A holiday turns sour then becomes an adventure for Vendela Vida’s protagonist in The Diver’s Clothes Lie Empty when she’s mistakenly handed someone else’s identical backpack.
Vida’s novel is narrated in the second person which took some getting used to for me but I enjoyed it very much once I was accustomed to it. The same goes for TaraShea Nesbitt’s The Wives of Los Alamos which is narrated in the first person plural. It’s an ambitious impressive debut about the wives of the scientists who developed the atomic bomb.
Much more conventional in style, Joseph Kanon’s thoroughly enjoyable thriller, Los Alamos, is set during the same period and features an intelligence officer who falls in love with one of the scientist’s wives.

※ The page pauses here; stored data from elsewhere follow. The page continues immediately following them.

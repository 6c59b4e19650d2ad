use digital_twin_memory::{
    api::start_server, build_backend, AppConfig, ConversationService, GeminiGenerator,
    SessionLifecycleManager,
};
use std::sync::Arc;
use tracing::{info, warn};
use tracing_subscriber::EnvFilter;

#[tokio::main]
async fn main() -> Result<(), Box<dyn std::error::Error>> {
    // Load environment variables
    dotenv::dotenv().ok();

    // Initialize tracing
    tracing_subscriber::fmt()
        .with_env_filter(
            EnvFilter::try_from_default_env().unwrap_or_else(|_| EnvFilter::new("info")),
        )
        .init();

    let config = AppConfig::from_env()?;

    if config.gemini_api_key.is_empty() {
        warn!("GEMINI_API_KEY not set; answers will fall back to an apology message");
    }

    info!("Digital Twin - API Server");
    info!("Port: {}", config.port);

    // Create components
    let backend = build_backend(&config);
    let memory = Arc::new(SessionLifecycleManager::new(backend, config.memory.clone()));
    let generator = Arc::new(GeminiGenerator::new(
        config.gemini_api_key.clone(),
        config.memory.assistant_label.clone(),
    )?);
    let service = Arc::new(ConversationService::new(
        memory,
        generator,
        config.generation_timeout,
    ));

    info!("Conversation service initialized");

    // Start API server
    start_server(service, config.port).await?;

    Ok(())
}
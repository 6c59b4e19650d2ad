//! Postgres key-value backend
//!
//! Values live in `memory_kv`, lists in `memory_lists` as a JSON array. Every
//! operation is a single statement scoped to one key; expiry is enforced by
//! filtering on `expires_at` at read time.

use crate::error::TwinError;
use crate::store::{expiry_from, KeyEntry, KvBackend};
use crate::Result;
use chrono::{DateTime, Utc};
use sqlx::{PgPool, Row};
use std::sync::Arc;
use std::time::Duration;
use tokio::sync::OnceCell;

pub struct PostgresBackend {
    pool: PgPool,
    schema_ready: Arc<OnceCell<()>>,
}

impl PostgresBackend {
    /// Create a lazily-connecting pool; no connection is made until first use.
    pub fn connect_lazy(url: &str) -> Result<Self> {
        let pool = sqlx::postgres::PgPoolOptions::new()
            .max_connections(5)
            .connect_lazy(url)
            .map_err(|e| {
                TwinError::DatabaseError(format!("Failed to create postgres pool: {}", e))
            })?;

        Ok(Self::from_pool(pool))
    }

    pub fn from_pool(pool: PgPool) -> Self {
        Self {
            pool,
            schema_ready: Arc::new(OnceCell::new()),
        }
    }

    async fn ensure_schema(&self) -> Result<()> {
        self.schema_ready
            .get_or_try_init(|| async {
                sqlx::query(
                    r#"
                    CREATE TABLE IF NOT EXISTS memory_kv (
                      key TEXT PRIMARY KEY,
                      value TEXT NOT NULL,
                      expires_at TIMESTAMPTZ
                    );
                    "#,
                )
                .execute(&self.pool)
                .await?;

                sqlx::query(
                    r#"
                    CREATE TABLE IF NOT EXISTS memory_lists (
                      key TEXT PRIMARY KEY,
                      items JSONB NOT NULL DEFAULT '[]'::jsonb,
                      expires_at TIMESTAMPTZ
                    );
                    "#,
                )
                .execute(&self.pool)
                .await?;

                sqlx::query(
                    r#"
                    CREATE INDEX IF NOT EXISTS idx_memory_kv_expires_at
                    ON memory_kv (expires_at);
                    "#,
                )
                .execute(&self.pool)
                .await?;

                Ok::<(), sqlx::Error>(())
            })
            .await
            .map_err(|e| {
                TwinError::DatabaseError(format!("Failed to initialize memory schema: {}", e))
            })?;

        Ok(())
    }
}

fn db_error(action: &str, error: sqlx::Error) -> TwinError {
    TwinError::DatabaseError(format!("Failed to {}: {}", action, error))
}

#[async_trait::async_trait]
impl KvBackend for PostgresBackend {
    fn name(&self) -> &'static str {
        "postgres"
    }

    async fn get(&self, key: &str) -> Result<Option<String>> {
        self.ensure_schema().await?;

        let row = sqlx::query(
            r#"
            SELECT value FROM memory_kv
            WHERE key = $1 AND (expires_at IS NULL OR expires_at > NOW())
            "#,
        )
        .bind(key)
        .fetch_optional(&self.pool)
        .await
        .map_err(|e| db_error("read key", e))?;

        match row {
            Some(row) => Ok(Some(row.try_get("value").map_err(|e| db_error("decode value", e))?)),
            None => Ok(None),
        }
    }

    async fn set_with_ttl(&self, key: &str, value: String, ttl: Duration) -> Result<()> {
        self.ensure_schema().await?;

        sqlx::query(
            r#"
            INSERT INTO memory_kv (key, value, expires_at)
            VALUES ($1, $2, $3)
            ON CONFLICT (key) DO UPDATE
              SET value = EXCLUDED.value, expires_at = EXCLUDED.expires_at
            "#,
        )
        .bind(key)
        .bind(value)
        .bind(expiry_from(Utc::now(), ttl))
        .execute(&self.pool)
        .await
        .map_err(|e| db_error("write key", e))?;

        Ok(())
    }

    async fn delete(&self, key: &str) -> Result<bool> {
        self.ensure_schema().await?;

        let value_live: Option<bool> = sqlx::query(
            r#"
            DELETE FROM memory_kv WHERE key = $1
            RETURNING (expires_at IS NULL OR expires_at > NOW()) AS live
            "#,
        )
        .bind(key)
        .fetch_optional(&self.pool)
        .await
        .map_err(|e| db_error("delete key", e))?
        .map(|row| row.try_get("live").unwrap_or(false));

        let list_live: Option<bool> = sqlx::query(
            r#"
            DELETE FROM memory_lists WHERE key = $1
            RETURNING (expires_at IS NULL OR expires_at > NOW()) AS live
            "#,
        )
        .bind(key)
        .fetch_optional(&self.pool)
        .await
        .map_err(|e| db_error("delete list", e))?
        .map(|row| row.try_get("live").unwrap_or(false));

        Ok(value_live.unwrap_or(false) || list_live.unwrap_or(false))
    }

    async fn scan_prefix(&self, prefix: &str) -> Result<Vec<KeyEntry>> {
        self.ensure_schema().await?;

        let rows = sqlx::query(
            r#"
            SELECT key, expires_at FROM memory_kv
            WHERE starts_with(key, $1)
            ORDER BY key ASC
            "#,
        )
        .bind(prefix)
        .fetch_all(&self.pool)
        .await
        .map_err(|e| db_error("scan keys", e))?;

        let mut entries = Vec::with_capacity(rows.len());
        for row in rows {
            let key: String = row.try_get("key").map_err(|e| db_error("decode key", e))?;
            let expires_at: Option<DateTime<Utc>> = row.try_get("expires_at").unwrap_or(None);
            entries.push(KeyEntry { key, expires_at });
        }

        Ok(entries)
    }

    async fn list_push_front(&self, key: &str, value: String) -> Result<()> {
        self.ensure_schema().await?;

        // An expired list starts over instead of growing stale entries
        sqlx::query(
            r#"
            INSERT INTO memory_lists (key, items, expires_at)
            VALUES ($1, jsonb_build_array($2::text), NULL)
            ON CONFLICT (key) DO UPDATE
              SET items = CASE
                    WHEN memory_lists.expires_at IS NOT NULL AND memory_lists.expires_at <= NOW()
                      THEN jsonb_build_array($2::text)
                    ELSE jsonb_build_array($2::text) || memory_lists.items
                  END,
                  expires_at = CASE
                    WHEN memory_lists.expires_at IS NOT NULL AND memory_lists.expires_at <= NOW()
                      THEN NULL
                    ELSE memory_lists.expires_at
                  END
            "#,
        )
        .bind(key)
        .bind(value)
        .execute(&self.pool)
        .await
        .map_err(|e| db_error("push list item", e))?;

        Ok(())
    }

    async fn list_trim(&self, key: &str, keep: usize) -> Result<()> {
        self.ensure_schema().await?;

        sqlx::query(
            r#"
            UPDATE memory_lists
            SET items = COALESCE(
              (SELECT jsonb_agg(item ORDER BY position)
               FROM jsonb_array_elements(items) WITH ORDINALITY AS t(item, position)
               WHERE position <= $2),
              '[]'::jsonb)
            WHERE key = $1
            "#,
        )
        .bind(key)
        .bind(keep as i64)
        .execute(&self.pool)
        .await
        .map_err(|e| db_error("trim list", e))?;

        Ok(())
    }

    async fn list_range(&self, key: &str, count: usize) -> Result<Vec<String>> {
        self.ensure_schema().await?;

        let rows = sqlx::query(
            r#"
            SELECT t.item AS item
            FROM memory_lists,
                 jsonb_array_elements_text(memory_lists.items) WITH ORDINALITY AS t(item, position)
            WHERE memory_lists.key = $1
              AND (memory_lists.expires_at IS NULL OR memory_lists.expires_at > NOW())
              AND t.position <= $2
            ORDER BY t.position ASC
            "#,
        )
        .bind(key)
        .bind(count as i64)
        .fetch_all(&self.pool)
        .await
        .map_err(|e| db_error("read list", e))?;

        let mut items = Vec::with_capacity(rows.len());
        for row in rows {
            items.push(row.try_get("item").map_err(|e| db_error("decode list item", e))?);
        }
        Ok(items)
    }

    async fn expire(&self, key: &str, ttl: Duration) -> Result<()> {
        self.ensure_schema().await?;
        let expires_at = expiry_from(Utc::now(), ttl);

        sqlx::query("UPDATE memory_lists SET expires_at = $2 WHERE key = $1")
            .bind(key)
            .bind(expires_at)
            .execute(&self.pool)
            .await
            .map_err(|e| db_error("set list expiry", e))?;

        sqlx::query("UPDATE memory_kv SET expires_at = $2 WHERE key = $1")
            .bind(key)
            .bind(expires_at)
            .execute(&self.pool)
            .await
            .map_err(|e| db_error("set key expiry", e))?;

        Ok(())
    }
}

#[cfg(test)]
mod tests {
    use super::*;

    #[test]
    fn test_driver_errors_map_to_database_error() {
        let error = db_error("load value", sqlx::Error::RowNotFound);
        assert!(matches!(&error, TwinError::DatabaseError(msg) if msg.starts_with("Failed to load value: ")));
    }

    #[tokio::test]
    async fn test_bad_url_is_reported_not_panicked() {
        let result = PostgresBackend::connect_lazy("not a database url");
        assert!(matches!(result, Err(TwinError::DatabaseError(_))));
    }
}
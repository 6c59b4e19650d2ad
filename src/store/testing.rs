//! Fake backends for outage and timeout scenarios

use crate::error::TwinError;
use crate::store::{KeyEntry, KvBackend};
use crate::Result;
use std::time::Duration;

/// Backend whose every call fails, as if the store were unreachable
pub struct FailingBackend;

#[async_trait::async_trait]
impl KvBackend for FailingBackend {
    fn name(&self) -> &'static str {
        "failing"
    }
    async fn get(&self, _key: &str) -> Result<Option<String>> {
        Err(TwinError::StoreError("connection refused".to_string()))
    }
    async fn set_with_ttl(&self, _key: &str, _value: String, _ttl: Duration) -> Result<()> {
        Err(TwinError::StoreError("connection refused".to_string()))
    }
    async fn delete(&self, _key: &str) -> Result<bool> {
        Err(TwinError::StoreError("connection refused".to_string()))
    }
    async fn scan_prefix(&self, _prefix: &str) -> Result<Vec<KeyEntry>> {
        Err(TwinError::StoreError("connection refused".to_string()))
    }
    async fn list_push_front(&self, _key: &str, _value: String) -> Result<()> {
        Err(TwinError::StoreError("connection refused".to_string()))
    }
    async fn list_trim(&self, _key: &str, _keep: usize) -> Result<()> {
        Err(TwinError::StoreError("connection refused".to_string()))
    }
    async fn list_range(&self, _key: &str, _count: usize) -> Result<Vec<String>> {
        Err(TwinError::StoreError("connection refused".to_string()))
    }
    async fn expire(&self, _key: &str, _ttl: Duration) -> Result<()> {
        Err(TwinError::StoreError("connection refused".to_string()))
    }
}

/// Backend that never answers within any reasonable deadline
pub struct StallingBackend;

#[async_trait::async_trait]
impl KvBackend for StallingBackend {
    fn name(&self) -> &'static str {
        "stalling"
    }
    async fn get(&self, _key: &str) -> Result<Option<String>> {
        tokio::time::sleep(Duration::from_secs(60)).await;
        Ok(None)
    }
    async fn set_with_ttl(&self, _key: &str, _value: String, _ttl: Duration) -> Result<()> {
        tokio::time::sleep(Duration::from_secs(60)).await;
        Ok(())
    }
    async fn delete(&self, _key: &str) -> Result<bool> {
        tokio::time::sleep(Duration::from_secs(60)).await;
        Ok(false)
    }
    async fn scan_prefix(&self, _prefix: &str) -> Result<Vec<KeyEntry>> {
        tokio::time::sleep(Duration::from_secs(60)).await;
        Ok(Vec::new())
    }
    async fn list_push_front(&self, _key: &str, _value: String) -> Result<()> {
        Ok(())
    }
    async fn list_trim(&self, _key: &str, _keep: usize) -> Result<()> {
        Ok(())
    }
    async fn list_range(&self, _key: &str, _count: usize) -> Result<Vec<String>> {
        Ok(Vec::new())
    }
    async fn expire(&self, _key: &str, _ttl: Duration) -> Result<()> {
        Ok(())
    }
}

Lydia Millet’s Oh Pure and Radiant Lives begins with the first mushroom cloud in the New Mexican desert which sees the scientists responsible catapulted into 2003 where they try to adjust to a very different America. I loved this funny, original novel.
This month’s Six Degrees of Separation has taken me from a bestselling satire about modern marriage to a set of time-traveling scientists. Part of the fun of this meme is comparing the very different routes other bloggers take from each month’s starting point. If you’re interested, you can follow it on Twitter with the hashtag #6Degrees, check out the links over at Kate’s blog or perhaps even join in.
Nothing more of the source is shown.